Forkscout: Powerful GitHub repository fork analysis tool that discovers valuable features across forks, ranks them by impact, and can create pull requests to integrate improvements back to upstream projects
Project description
Forkscout ๐
A powerful GitHub repository fork analysis tool that automatically discovers valuable features across all forks of a repository, ranks them by impact, and can create pull requests to integrate the best improvements back to the upstream project.
Features
- Fork Discovery: Automatically finds and catalogs all public forks of a repository
- Feature Analysis: Identifies meaningful changes and improvements in each fork
- Smart Ranking: Scores features based on code quality, community engagement, and impact
- Report Generation: Creates comprehensive markdown reports with feature summaries
- Automated PRs: Can automatically create pull requests for high-value features
- Caching: Intelligent caching system to avoid redundant API calls
Installation
Prerequisites
- Python 3.12 or higher
- uv package manager
Install uv
# On macOS and Linux
curl -LsSf https://astral.sh/uv/install.sh | sh
# On Windows
powershell -c "irm https://astral.sh/uv/install.ps1 | iex"
# Or with pip
pip install uv
Install Forkscout
From PyPI (Recommended)
# Install with pip
pip install forkscout
# Or with uv
uv add forkscout
From Source (Development)
# Clone the repository
git clone https://github.com/Romamo/forkscout.git
cd forkscout
# Install dependencies
uv sync
# Install in development mode
uv pip install -e .
Quick Start
-
Set up your GitHub token:
cp .env.example .env # Edit .env and add your GitHub token
-
Analyze a repository:
uv run forkscout analyze https://github.com/pallets/click
-
Generate a report:
uv run forkscout analyze https://github.com/psf/requests --output report.md
-
Auto-create PRs for high-value features:
uv run forkscout analyze https://github.com/Textualize/rich --auto-pr --min-score 80
Configuration
Create a forkscout.yaml configuration file:
github:
token: ${GITHUB_TOKEN}
scoring:
code_quality_weight: 0.3
community_engagement_weight: 0.2
test_coverage_weight: 0.2
documentation_weight: 0.15
recency_weight: 0.15
analysis:
min_score_threshold: 70.0
max_forks_to_analyze: 100
excluded_file_patterns:
- "*.md"
- "*.txt"
- ".github/*"
# Commit counting configuration
commit_count:
max_count_limit: 100 # Maximum commits to count per fork (0 = unlimited)

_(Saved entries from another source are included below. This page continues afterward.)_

//! Pod DTOs
//!
//! Bodies exchanged with the pod's own HTTP interface.

use serde::{Deserialize, Serialize};

/// Status value a pod reports once it can accept a new run
pub const IDLE_STATUS: &str = "idle";

/// Response body of `GET {pod_url}/status`
#[derive(Debug, Clone, PartialEq, Eq, Serialize, Deserialize)]
pub struct PodStatus {
    pub status: String,
}

impl PodStatus {
    pub fn is_idle(&self) -> bool {
        self.status == IDLE_STATUS
    }
}

/// Request body of `POST {pod_url}/run`
#[derive(Debug, Clone, PartialEq, Eq, Serialize, Deserialize)]
pub struct RunRequest {
    /// Credential the pod uses against the transcription backend
    pub api_key: String,

    /// Transcription domain the pod should process
    pub domain: String,

    /// Maximum number of items to fetch
    pub limit: u32,

    /// Maximum number of items processed concurrently
    pub processing_limit: u32,

    /// URL the pod posts its logs to
    pub callback_url: String,
}

/// Response body of `POST {pod_url}/run`
///
/// `success` is mandatory: a body without an explicit boolean is not a
/// valid acknowledgement.
#[derive(Debug, Clone, PartialEq, Eq, Serialize, Deserialize)]
pub struct RunResponse {
    pub success: bool,

    #[serde(default)]
    pub message: Option<String>,

    #[serde(default)]
    pub error: Option<String>,
}

impl RunResponse {
    /// Best available explanation for logs
    pub fn detail(&self) -> &str {
        self.message
            .as_deref()
            .or(self.error.as_deref())
            .unwrap_or("no message")
    }
}
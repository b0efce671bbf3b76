//! Podcycle Manager
//!
//! Runs a single ephemeral transcription pod through an hourly lifecycle:
//! start it, wait until it reports idle, trigger a pipeline run, publish pod
//! counts, and start over at the next cycle boundary.
//!
//! Architecture:
//! - Configuration: CLI flags with environment variable fallbacks
//! - Telemetry: background HTTP server exposing stats and receiving pod logs
//! - Provisioner: external command that starts, terminates and counts pods
//! - Gateway: provisioner plus pod HTTP calls, reduced to plain outcomes
//! - Cycle: the state machine polling loop
//!
//! SIGINT/SIGTERM stop the loop; active pods are then terminated and the
//! telemetry server shut down before the process exits. A second signal
//! during that cleanup exits immediately.

mod config;
mod cycle;
mod gateway;
mod panic;
mod provisioner;
mod telemetry;

use std::sync::Arc;

use anyhow::{Context, Result};
use clap::Parser;
use podcycle_client::PodClient;
use tokio_util::sync::CancellationToken;
use tracing::{error, info, warn};
use tracing_subscriber::{layer::SubscriberExt, util::SubscriberInitExt};

use crate::config::{Args, Config};
use crate::cycle::{CycleManager, run_supervised};
use crate::gateway::{PodGateway, PodLifecycle};
use crate::provisioner::CommandProvisioner;
use crate::telemetry::{Stats, TelemetryServer};

#[tokio::main]
async fn main() -> Result<()> {
    let args = Args::parse();

    // Initialize logging
    let default_filter = if args.debug {
        "podcycle_manager=debug,podcycle_client=debug,tower_http=debug"
    } else {
        "podcycle_manager=info,podcycle_client=info,tower_http=info"
    };
    tracing_subscriber::registry()
        .with(
            tracing_subscriber::EnvFilter::try_from_default_env()
                .unwrap_or_else(|_| default_filter.into()),
        )
        .with(tracing_subscriber::fmt::layer())
        .init();

    info!("Starting Podcycle Manager");

    let config = load_config(args)?;
    info!(
        "Loaded configuration: domain={}, limit={}, processing_limit={}, provisioner={}",
        config.domain, config.limit, config.processing_limit, config.provisioner.command
    );

    // Telemetry
    let stats = Arc::new(Stats::new());
    let telemetry = Arc::new(TelemetryServer::new(
        config.rest_host.clone(),
        config.rest_port,
        config.telemetry_api_key.clone(),
        Arc::clone(&stats),
    ));
    telemetry
        .start()
        .await
        .context("Failed to start telemetry server")?;

    // Gateway
    let provisioner = Arc::new(CommandProvisioner::from_config(&config.provisioner));
    let client = PodClient::with_timeout(config.pod_request_timeout)
        .context("Failed to build pod HTTP client")?;
    let gateway: Arc<dyn PodLifecycle> = Arc::new(PodGateway::new(
        provisioner,
        client,
        Arc::clone(&telemetry),
        config.run_request(),
        config.pod_url_template.clone(),
    ));

    let shutdown = CancellationToken::new();
    tokio::spawn(listen_for_signals(shutdown.clone()));

    let manager = CycleManager::new(
        Arc::clone(&gateway),
        Arc::clone(&telemetry),
        config.timings.clone(),
        shutdown,
    );

    info!("Starting cycle loop");
    let result = run_supervised(manager).await;

    info!("Shutting down");
    if !gateway.terminate_all().await {
        warn!("Could not terminate active pods during shutdown");
    }
    telemetry.shutdown().await;

    if let Err(e) = result {
        error!("Cycle loop aborted: {}", e);
        return Err(e).context("Cycle loop stopped on a fatal error");
    }

    info!("Podcycle Manager stopped");
    Ok(())
}

/// Builds and validates the configuration
fn load_config(args: Args) -> Result<Config> {
    let config = Config::from_args(args)?;
    config.validate().context("Invalid configuration")?;
    Ok(config)
}

/// What a received termination signal should do
#[derive(Debug, PartialEq, Eq)]
enum SignalAction {
    /// Stop the loop and clean up
    Shutdown,
    /// Cleanup is already under way; leave now
    Exit,
}

/// Cancels `shutdown` on the first signal, asks for exit on any later one
fn on_signal(shutdown: &CancellationToken) -> SignalAction {
    if shutdown.is_cancelled() {
        SignalAction::Exit
    } else {
        shutdown.cancel();
        SignalAction::Shutdown
    }
}

/// Handles SIGINT and SIGTERM for the lifetime of the process
#[cfg(unix)]
async fn listen_for_signals(shutdown: CancellationToken) {
    use tokio::signal::unix::{SignalKind, signal};

    let (mut interrupt, mut terminate) =
        match (signal(SignalKind::interrupt()), signal(SignalKind::terminate())) {
            (Ok(interrupt), Ok(terminate)) => (interrupt, terminate),
            (Err(e), _) | (_, Err(e)) => {
                error!("Failed to install signal handlers: {}", e);
                return;
            }
        };

    loop {
        let name = tokio::select! {
            _ = interrupt.recv() => "SIGINT",
            _ = terminate.recv() => "SIGTERM",
        };

        match on_signal(&shutdown) {
            SignalAction::Shutdown => info!("Received {}, shutting down", name),
            SignalAction::Exit => {
                warn!("Received {} during shutdown, exiting immediately", name);
                std::process::exit(130);
            }
        }
    }
}

#[cfg(not(unix))]
async fn listen_for_signals(shutdown: CancellationToken) {
    loop {
        if let Err(e) = tokio::signal::ctrl_c().await {
            error!("Failed to listen for Ctrl+C: {}", e);
            return;
        }

        match on_signal(&shutdown) {
            SignalAction::Shutdown => info!("Received Ctrl+C, shutting down"),
            SignalAction::Exit => {
                warn!("Received Ctrl+C during shutdown, exiting immediately");
                std::process::exit(130);
            }
        }
    }
}

#[cfg(test)]
mod tests {
    use super::*;

    #[test]
    fn test_first_signal_shuts_down_second_exits() {
        let shutdown = CancellationToken::new();

        assert_eq!(on_signal(&shutdown), SignalAction::Shutdown);
        assert!(shutdown.is_cancelled());
        assert_eq!(on_signal(&shutdown), SignalAction::Exit);
    }

    #[test]
    fn test_signal_after_fatal_error_exits() {
        let shutdown = CancellationToken::new();
        shutdown.cancel();

        assert_eq!(on_signal(&shutdown), SignalAction::Exit);
    }
}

display_limit: 5 # Maximum commits to show in display
use_unlimited_counting: false # Enable unlimited counting by default
timeout_seconds: 30 # Timeout for commit counting operations
cache:
duration_hours: 24
max_size_mb: 100
Usage Examples
Basic Analysis
forkscout analyze https://github.com/pallets/click
Fork Analysis Commands
# Show all forks with compact commit status
forkscout show-forks https://github.com/psf/requests
# Show forks with recent commits in a separate column
forkscout show-forks https://github.com/Textualize/rich --show-commits 3
# Show detailed fork information with exact commit counts
forkscout show-forks https://github.com/pytest-dev/pytest --detail
Commit Counting Options
# Basic exact commit counting (default: count up to 100 commits)
forkscout show-forks https://github.com/newmarcel/KeepingYouAwake --detail
# Unlimited commit counting for maximum accuracy (slower)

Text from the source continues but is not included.